West Menlo and Sharon Heights butler's pantries test the Sub-Zero crescent ice maker hardest. A host pouring for twenty guests empties the bin within an hour and assumes the refrigerator failed. Usually nothing broke; the maker was never built for party volume.
Sub-Zero ice maker vs undercounter ice machine: what is the difference?
The crescent maker inside a Sub-Zero 600 or 700 series refrigerator borrows the freezer's cold, while an undercounter machine is a full appliance with its own compressor, water feed, and drain. The Sub-Zero UC-15I, a 15-inch column, freezes water in layers over a chilled plate, so cubes come out glass-clear, not cloudy.
How much ice does each one actually make?
Output is the widest gap between the Sub-Zero crescent maker and the UC-15I. The refrigerator's maker yields 2 to 3 pounds in 24 hours, plenty for daily glasses. The dedicated machine turns out up to 50 pounds a day into a 25-pound bin, so a Saturday dinner for twenty in Felton Gables never runs dry.
Do you really need clear ice at home?
Clear ice from a Sub-Zero UC-15I is a working upgrade, not a party trick. Layer freezing pushes dissolved air and minerals out, and the dense cube melts slower, so a pour stays cold, not watery. San Mateo County's mineral-heavy water makes the contrast obvious: crescent cubes here often freeze white at the core.
What breaks on each, and what does repair cost?
Each Sub-Zero ice appliance fails in its own predictable way. Crescent makers in 600 and 700 series built-ins usually quit over a scaled fill valve, frozen fill tube, or worn ice-making module, while the UC-15I suffers freeze-plate scale and clogged drain pumps. Most ice maker and water line repairs in Menlo Park land between $290 and $880; the $89 service call fee is waived when you approve the work.
Which one belongs in a Menlo Park kitchen?

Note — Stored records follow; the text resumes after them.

//! Build orchestration for the Gregory MS site.
//!
//! This crate ties together data acquisition, normalization and artifact
//! writing with the external tools (git, press kit, site generator) into a
//! single build run.

pub mod cleanup;
pub mod embeds;
pub mod external;
pub mod pipeline;
pub mod source;

pub use external::{ToolInfo, Toolchain};
pub use pipeline::{BuildOrchestrator, BuildReport, ProgressReporter, SilentProgress, StepOutcome};
pub use source::{CollectionStats, RawDataset};
// ---------------------------------------------------------------------------
// Tests
// ---------------------------------------------------------------------------

#[cfg(test)]
mod tests {
    use super::*;
    use uuid::Uuid;

    fn temp_db() -> std::path::PathBuf {
        std::env::temp_dir().join(format!("gregory_store_{}.db", Uuid::now_v7()))
    }

    async fn seeded() -> std::path::PathBuf {
        let path = temp_db();
        let storage = Storage::open(&path).await.expect("open");
        storage
            .conn
            .execute_batch(
                r#"
INSERT INTO sources (source_id, name, link, source_for) VALUES
    (1, 'PubMed', 'https://pubmed.ncbi.nlm.nih.gov', 'science paper'),
    (2, 'ClinicalTrials.gov', 'https://clinicaltrials.gov', 'trials');
INSERT INTO articles (article_id, title, summary, link, published_date, discovery_date, source_id, relevant) VALUES
    (10, 'Vitamin D', '<p>Summary</p>', 'https://x.org/?a=1&amp;b=2', '2023-11-01', '2023-11-14 22:13:20+00', 1, 1),
    (11, 'Orphan', NULL, NULL, NULL, 1700000000000, NULL, NULL);
INSERT INTO authors (author_id, given_name, family_name) VALUES (1, 'Ada', 'Lovelace'), (2, 'Marie', 'Curie');
INSERT INTO articles_authors (article_id, author_id) VALUES (10, 2), (10, 1);
INSERT INTO team_categories (category_id, category_name, category_description, category_terms) VALUES
    (5, 'Ocrelizumab', 'Anti-CD20', 'ocrelizumab, ocrevus'),
    (6, 'Diet', NULL, NULL);
INSERT INTO articles_team_categories (article_id, category_id) VALUES (10, 6);
INSERT INTO trials (trial_id, discovery_date, title, source_id, relevant) VALUES
    (20, '2022-05-01T09:30:00Z', 'Phase 2 study', 2, 0);
"#,
            )
            .await
            .expect("seed");
        path
    }

    #[tokio::test]
    async fn open_creates_and_migrates() {
        let path = temp_db();
        let storage = Storage::open(&path).await.expect("open");
        assert_eq!(storage.get_schema_version().await, 1);
    }

    #[tokio::test]
    async fn idempotent_migration() {
        let path = temp_db();
        let first = Storage::open(&path).await.expect("first open");
        drop(first);
        let second = Storage::open(&path).await.expect("second open");
        assert_eq!(second.get_schema_version().await, 1);
    }

    #[tokio::test]
    async fn readonly_requires_existing_snapshot() {
        let missing = temp_db();
        let err = Storage::open_readonly(&missing).await.err().expect("missing store");
        assert!(err.to_string().contains("store not found"));
    }

    #[tokio::test]
    async fn readonly_rejects_foreign_database() {
        let path = temp_db();
        let db = libsql::Builder::new_local(&path).build().await.unwrap();
        let conn = db.connect().unwrap();
        conn.execute_batch("CREATE TABLE unrelated (id INTEGER);").await.unwrap();
        drop(conn);
        drop(db);

        let err = Storage::open_readonly(&path).await.err().expect("foreign db");
        assert!(err.to_string().contains("not a Gregory snapshot"));
    }

    #[tokio::test]
    async fn loads_articles_with_relations() {
        let path = seeded().await;
        let store = Storage::open_readonly(&path).await.expect("open ro");

        let articles = store.load_articles().await.expect("articles");
        assert_eq!(articles.len(), 2);

        let a = &articles[0];
        assert_eq!(a.article_id, 10);
        assert_eq!(a.title.as_deref(), Some("Vitamin D"));
        assert_eq!(
            a.discovery_date,
            Some(serde_json::Value::String("2023-11-14 22:13:20+00".into()))
        );
        assert_eq!(a.relevant, Some(true));
        assert_eq!(a.source.as_ref().and_then(SourceRef::name), Some("PubMed"));
        let names: Vec<_> = a.authors.iter().filter_map(|x| x.family_name.as_deref()).collect();
        assert_eq!(names, vec!["Lovelace", "Curie"]);
        assert_eq!(a.categories.len(), 1);
        assert_eq!(a.categories[0].category_name.as_deref(), Some("Diet"));

        let orphan = &articles[1];
        assert!(orphan.source.is_none());
        assert!(orphan.authors.is_empty());
        assert_eq!(orphan.discovery_date, Some(serde_json::Value::from(1_700_000_000_000_i64)));
    }

    #[tokio::test]
    async fn loads_trials_and_categories() {
        let path = seeded().await;
        let store = Storage::open_readonly(&path).await.expect("open ro");

        let trials = store.load_trials().await.expect("trials");
        assert_eq!(trials.len(), 1);
        assert_eq!(trials[0].relevant, Some(false));
        assert_eq!(trials[0].source.as_ref().and_then(SourceRef::id), Some(2));

        let categories = store.load_categories().await.expect("categories");
        assert_eq!(categories.len(), 2);
        assert_eq!(
            categories[0].category_terms.as_ref().map(Terms::to_vec),
            Some(vec!["ocrelizumab".to_string(), "ocrevus".to_string()])
        );
        assert_eq!(categories[1].category_description, None);
    }
}
//! Build artifacts derived from normalized tables.
//!
//! - [`TabularExporter`]: spreadsheet / JSON / CSV sinks per entity
//! - [`CategoryMaterializer`]: idempotent category content tree
//! - [`SitemapBuilder`]: sitemap XML for article and trial pages

pub mod categories;
pub mod export;
pub mod sitemap;
pub mod slug;

pub use categories::{CategoryMaterializer, MaterializeReport, SkipReason, SkippedCategory};
pub use export::{ExportFormat, ExportedFile, TabularExporter};
pub use sitemap::{Sitemap, SitemapBuilder};
pub use slug::slugify;
//! Error types for the Gregory build pipeline.
//!
//! Library crates use [`GregoryError`] via `thiserror`.
//! The `gregory-build` binary wraps this with `color-eyre` for rich diagnostics.

use std::path::PathBuf;

/// Top-level error type for all Gregory build operations.
#[derive(Debug, thiserror::Error)]
pub enum GregoryError {
    /// Configuration loading or validation error.
    #[error("config error: {message}")]
    Config { message: String },

    /// Transport or HTTP failure while fetching one API page.
    #[error("fetch failed for {url}{}: {cause}", status.map(|s| format!(" (HTTP {s})")).unwrap_or_default())]
    Fetch {
        url: String,
        status: Option<u16>,
        cause: String,
    },

    /// Malformed field or payload.
    #[error("parse error: {message}")]
    Parse { message: String },

    /// Failure writing one tabular sink file.
    #[error("export to {path:?} failed: {cause}")]
    Export { path: PathBuf, cause: String },

    /// Filesystem failure creating a category directory or index document.
    #[error("could not materialize {path:?}: {source}")]
    Materialize {
        path: PathBuf,
        source: std::io::Error,
    },

    /// An external tool (site generator, VCS, press kit) failed or is missing.
    #[error("{tool} failed: {message}")]
    ExternalTool { tool: String, message: String },

    /// Direct-store read error.
    #[error("storage error: {0}")]
    Storage(String),

    /// Embed token signing error.
    #[error("signing error: {0}")]
    Signing(String),

    /// Filesystem I/O error.
    #[error("I/O error at {path:?}: {source}")]
    Io {
        path: PathBuf,
        source: std::io::Error,
    },

    /// Data validation error (bad input shape, empty collections, etc.).
    #[error("validation error: {message}")]
    Validation { message: String },
}

/// Convenience alias used throughout the codebase.
pub type Result<T> = std::result::Result<T, GregoryError>;

impl GregoryError {
    /// Create a config error from any displayable message.
    pub fn config(msg: impl Into<String>) -> Self {
        Self::Config {
            message: msg.into(),
        }
    }

    /// Create a fetch error for `url`.
    pub fn fetch(url: impl Into<String>, status: Option<u16>, cause: impl Into<String>) -> Self {
        Self::Fetch {
            url: url.into(),
            status,
            cause: cause.into(),
        }
    }

    /// Create a parse error from any displayable message.
    pub fn parse(msg: impl Into<String>) -> Self {
        Self::Parse {
            message: msg.into(),
        }
    }

    /// Create an export error for the sink at `path`.
    pub fn export(path: impl Into<PathBuf>, cause: impl std::fmt::Display) -> Self {
        Self::Export {
            path: path.into(),
            cause: cause.to_string(),
        }
    }

    /// Wrap a `std::io::Error` raised while materializing a category.
    pub fn materialize(path: impl Into<PathBuf>, source: std::io::Error) -> Self {
        Self::Materialize {
            path: path.into(),
            source,
        }
    }

    /// Create an external tool error.
    pub fn external(tool: impl Into<String>, msg: impl Into<String>) -> Self {
        Self::ExternalTool {
            tool: tool.into(),
            message: msg.into(),
        }
    }

    /// Create a validation error from any displayable message.
    pub fn validation(msg: impl Into<String>) -> Self {
        Self::Validation {
            message: msg.into(),
        }
    }

    /// Wrap a `std::io::Error` with a path for context.
    pub fn io(path: impl Into<PathBuf>, source: std::io::Error) -> Self {
        Self::Io {
            path: path.into(),
            source,
        }
    }
}
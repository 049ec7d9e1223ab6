//! Lenient timestamp parsing.
//!
//! Accepts Unix-epoch milliseconds (number or digit string), RFC 3339 /
//! ISO-8601 with or without offset, the `YYYY-MM-DD HH:MM:SS+00` form a
//! relational store renders, and bare dates. Instants carrying an offset
//! are converted to UTC before the offset is dropped, so every encoding of
//! the same instant yields the same value.

use chrono::{DateTime, NaiveDate, NaiveDateTime};
use serde_json::Value;

/// Offset-carrying layouts tried after RFC 3339.
const OFFSET_FORMATS: &[&str] = &["%Y-%m-%d %H:%M:%S%.f%#z", "%Y-%m-%dT%H:%M:%S%.f%#z"];

/// Offset-free layouts.
const NAIVE_FORMATS: &[&str] = &[
    "%Y-%m-%dT%H:%M:%S%.f",
    "%Y-%m-%d %H:%M:%S%.f",
    "%Y-%m-%dT%H:%M",
    "%Y-%m-%d %H:%M",
];

/// Parse a loosely-typed date value. Returns `None` for null, empty or
/// unparsable input; never fails.
pub fn parse_date(value: &Value) -> Option<NaiveDateTime> {
    match value {
        Value::Number(n) => {
            let millis = n.as_i64().or_else(|| n.as_f64().map(|f| f as i64))?;
            from_epoch_millis(millis)
        }
        Value::String(s) => parse_date_str(s),
        _ => None,
    }
}

/// Parse a date from its textual form.
pub fn parse_date_str(raw: &str) -> Option<NaiveDateTime> {
    let s = raw.trim();
    if s.is_empty() {
        return None;
    }

    if is_epoch_literal(s) {
        return s.parse::<i64>().ok().and_then(from_epoch_millis);
    }

    if let Ok(dt) = DateTime::parse_from_rfc3339(s) {
        return Some(dt.naive_utc());
    }

    for fmt in OFFSET_FORMATS {
        if let Ok(dt) = DateTime::parse_from_str(s, fmt) {
            return Some(dt.naive_utc());
        }
    }

    for fmt in NAIVE_FORMATS {
        if let Ok(dt) = NaiveDateTime::parse_from_str(s, fmt) {
            return Some(dt);
        }
    }

    NaiveDate::parse_from_str(s, "%Y-%m-%d")
        .ok()
        .and_then(|d| d.and_hms_opt(0, 0, 0))
}

fn is_epoch_literal(s: &str) -> bool {
    let digits = s.strip_prefix('-').unwrap_or(s);
    // Eight digits would be ambiguous with compact dates; epoch millis are longer.
    digits.len() > 8 && digits.bytes().all(|b| b.is_ascii_digit())
}

fn from_epoch_millis(millis: i64) -> Option<NaiveDateTime> {
    DateTime::from_timestamp_millis(millis).map(|dt| dt.naive_utc())
}

#[cfg(test)]
mod tests {
    use super::*;
    use serde_json::json;

    fn ymd_hms(y: i32, m: u32, d: u32, h: u32, mi: u32, s: u32) -> NaiveDateTime {
        NaiveDate::from_ymd_opt(y, m, d)
            .unwrap()
            .and_hms_opt(h, mi, s)
            .unwrap()
    }

    #[test]
    fn epoch_millis_and_iso_agree() {
        let from_number = parse_date(&json!(1_700_000_000_000_i64));
        let from_iso = parse_date(&json!("2023-11-14T22:13:20Z"));
        let from_offset = parse_date(&json!("2023-11-15T00:13:20+02:00"));
        assert_eq!(from_number, Some(ymd_hms(2023, 11, 14, 22, 13, 20)));
        assert_eq!(from_number, from_iso);
        assert_eq!(from_number, from_offset);
    }

    #[test]
    fn epoch_millis_as_string() {
        assert_eq!(
            parse_date(&json!("1700000000000")),
            Some(ymd_hms(2023, 11, 14, 22, 13, 20))
        );
    }

    #[test]
    fn float_epoch_truncates() {
        assert_eq!(
            parse_date(&json!(1_700_000_000_000.0_f64)),
            Some(ymd_hms(2023, 11, 14, 22, 13, 20))
        );
    }

    #[test]
    fn store_rendering_with_short_offset() {
        assert_eq!(
            parse_date_str("2022-05-01 09:30:00.123+00"),
            NaiveDate::from_ymd_opt(2022, 5, 1)
                .unwrap()
                .and_hms_milli_opt(9, 30, 0, 123)
        );
    }

    #[test]
    fn naive_and_date_only_forms() {
        assert_eq!(
            parse_date_str("2021-01-02T03:04:05"),
            Some(ymd_hms(2021, 1, 2, 3, 4, 5))
        );
        assert_eq!(parse_date_str("2021-01-02"), Some(ymd_hms(2021, 1, 2, 0, 0, 0)));
    }

    #[test]
    fn garbage_and_null_yield_none() {
        assert_eq!(parse_date(&Value::Null), None);
        assert_eq!(parse_date(&json!("")), None);
        assert_eq!(parse_date(&json!("not a date")), None);
        assert_eq!(parse_date(&json!("2021-13-45")), None);
        assert_eq!(parse_date(&json!(true)), None);
        assert_eq!(parse_date(&json!({"date": "2021-01-01"})), None);
    }
}
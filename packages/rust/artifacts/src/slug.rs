use std::sync::LazyLock;

use regex::Regex;

static NON_ALNUM_RE: LazyLock<Regex> =
    LazyLock::new(|| Regex::new(r"[^a-z0-9]+").expect("valid regex"));

/// Derive a URL-safe slug: lowercase ASCII alphanumerics separated by single
/// hyphens, with no leading or trailing hyphen.
///
/// Pure function of its input, so the same name always maps to the same path.
pub fn slugify(name: &str) -> String {
    let lower = name.to_lowercase();
    NON_ALNUM_RE
        .replace_all(&lower, "-")
        .trim_matches('-')
        .to_string()
}

#[cfg(test)]
mod tests {
    use super::*;

    #[test]
    fn ampersand_and_spaces_collapse() {
        assert_eq!(slugify("Multiple Sclerosis & MS"), "multiple-sclerosis-ms");
    }

    #[test]
    fn edges_are_trimmed() {
        assert_eq!(slugify("  (Vitamin D)  "), "vitamin-d");
        assert_eq!(slugify("B-cell -- depletion!"), "b-cell-depletion");
    }

    #[test]
    fn non_ascii_becomes_separator() {
        assert_eq!(slugify("Sjögren syndrome"), "sj-gren-syndrome");
    }

    #[test]
    fn punctuation_only_is_empty() {
        assert_eq!(slugify("&&&"), "");
        assert_eq!(slugify(""), "");
    }

    #[test]
    fn stable_across_calls() {
        assert_eq!(slugify("Stem Cells"), slugify("Stem Cells"));
    }
}
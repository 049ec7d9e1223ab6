//! Data acquisition: the paginated HTTP API or a libSQL snapshot.
//!
//! Both sources yield the same raw record types, so everything downstream
//! of this module is source-agnostic.

use std::path::Path;
use std::time::{Duration, Instant};

use tracing::{info, instrument};
use url::Url;

use gregory_collector::{CollectResult, ConcurrentCollector, PageFailure};
use gregory_shared::{
    ApiSettings, BuildConfig, DataSource, Entity, GregoryError, RawArticle, RawCategory,
    RawTrial, Result,
};
use gregory_storage::Storage;

use crate::pipeline::ProgressReporter;

/// Per-entity acquisition counters.
#[derive(Debug, Clone)]
pub struct CollectionStats {
    pub entity: Entity,
    pub records: usize,
    /// Zero for the store source.
    pub pages_fetched: usize,
    pub failed_pages: Vec<PageFailure>,
    pub rejected_records: usize,
    pub duration: Duration,
}

impl CollectionStats {
    fn from_collect<T>(entity: Entity, result: &CollectResult<T>) -> Self {
        Self {
            entity,
            records: result.records.len(),
            pages_fetched: result.pages_fetched,
            failed_pages: result.failed_pages.clone(),
            rejected_records: result.rejected_records,
            duration: result.duration,
        }
    }
}

/// Everything one build reads before normalization.
#[derive(Debug, Clone, Default)]
pub struct RawDataset {
    pub articles: Vec<RawArticle>,
    pub trials: Vec<RawTrial>,
    pub categories: Vec<RawCategory>,
    pub stats: Vec<CollectionStats>,
}

/// `{base}/{entity}/?format=json`.
pub fn endpoint(base: &Url, entity: Entity) -> Result<Url> {
    let raw = format!("{}/{entity}/", base.as_str().trim_end_matches('/'));
    let mut url = Url::parse(&raw)
        .map_err(|e| GregoryError::config(format!("invalid endpoint '{raw}': {e}")))?;
    url.query_pairs_mut().append_pair("format", "json");
    Ok(url)
}

/// Read articles, trials and categories from the configured source.
pub async fn acquire(config: &BuildConfig, progress: &dyn ProgressReporter) -> Result<RawDataset> {
    match &config.source {
        DataSource::Api => acquire_api(&config.api, progress).await,
        DataSource::Store(path) => acquire_store(path).await,
    }
}

/// Fetch the three collections concurrently, each over its own page pool.
#[instrument(skip_all, fields(base_url = %settings.base_url))]
pub async fn acquire_api(settings: &ApiSettings, progress: &dyn ProgressReporter) -> Result<RawDataset> {
    let collector = ConcurrentCollector::from_settings(settings)?;

    let articles_url = endpoint(&settings.base_url, Entity::Articles)?;
    let trials_url = endpoint(&settings.base_url, Entity::Trials)?;
    let categories_url = endpoint(&settings.base_url, Entity::Categories)?;

    let on_articles = |done, total| progress.page_fetched(Entity::Articles, done, total);
    let on_trials = |done, total| progress.page_fetched(Entity::Trials, done, total);
    let on_categories = |done, total| progress.page_fetched(Entity::Categories, done, total);

    let (articles, trials, categories) = tokio::join!(
        collector.collect_all_observed::<RawArticle>(&articles_url, &on_articles),
        collector.collect_all_observed::<RawTrial>(&trials_url, &on_trials),
        collector.collect_all_observed::<RawCategory>(&categories_url, &on_categories),
    );
    let (articles, trials, categories) = (articles?, trials?, categories?);

    let stats = vec![
        CollectionStats::from_collect(Entity::Articles, &articles),
        CollectionStats::from_collect(Entity::Trials, &trials),
        CollectionStats::from_collect(Entity::Categories, &categories),
    ];

    Ok(RawDataset {
        articles: articles.records,
        trials: trials.records,
        categories: categories.records,
        stats,
    })
}

#[instrument(skip_all, fields(path = %path.display()))]
pub async fn acquire_store(path: &Path) -> Result<RawDataset> {
    let started = Instant::now();
    let store = Storage::open_readonly(path).await?;

    let articles = store.load_articles().await?;
    let trials = store.load_trials().await?;
    let categories = store.load_categories().await?;

    let stats_for = |entity, records| CollectionStats {
        entity,
        records,
        pages_fetched: 0,
        failed_pages: Vec::new(),
        rejected_records: 0,
        duration: started.elapsed(),
    };
    let stats = vec![
        stats_for(Entity::Articles, articles.len()),
        stats_for(Entity::Trials, trials.len()),
        stats_for(Entity::Categories, categories.len()),
    ];

    info!(
        articles = articles.len(),
        trials = trials.len(),
        categories = categories.len(),
        "store read complete"
    );

    Ok(RawDataset {
        articles,
        trials,
        categories,
        stats,
    })
}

Choosing between the Sub-Zero crescent maker and a dedicated clear-ice column comes down to hosting frequency. A Sharon Heights pantry pouring for guests most weekends justifies a plumbed UC-15I; an Allied Arts family filling a cooler twice a summer just needs a fresh water filter every 6 to 12 months. Plenty of Linfield Oaks kitchens run both: crescent for pitchers, clear for the bar.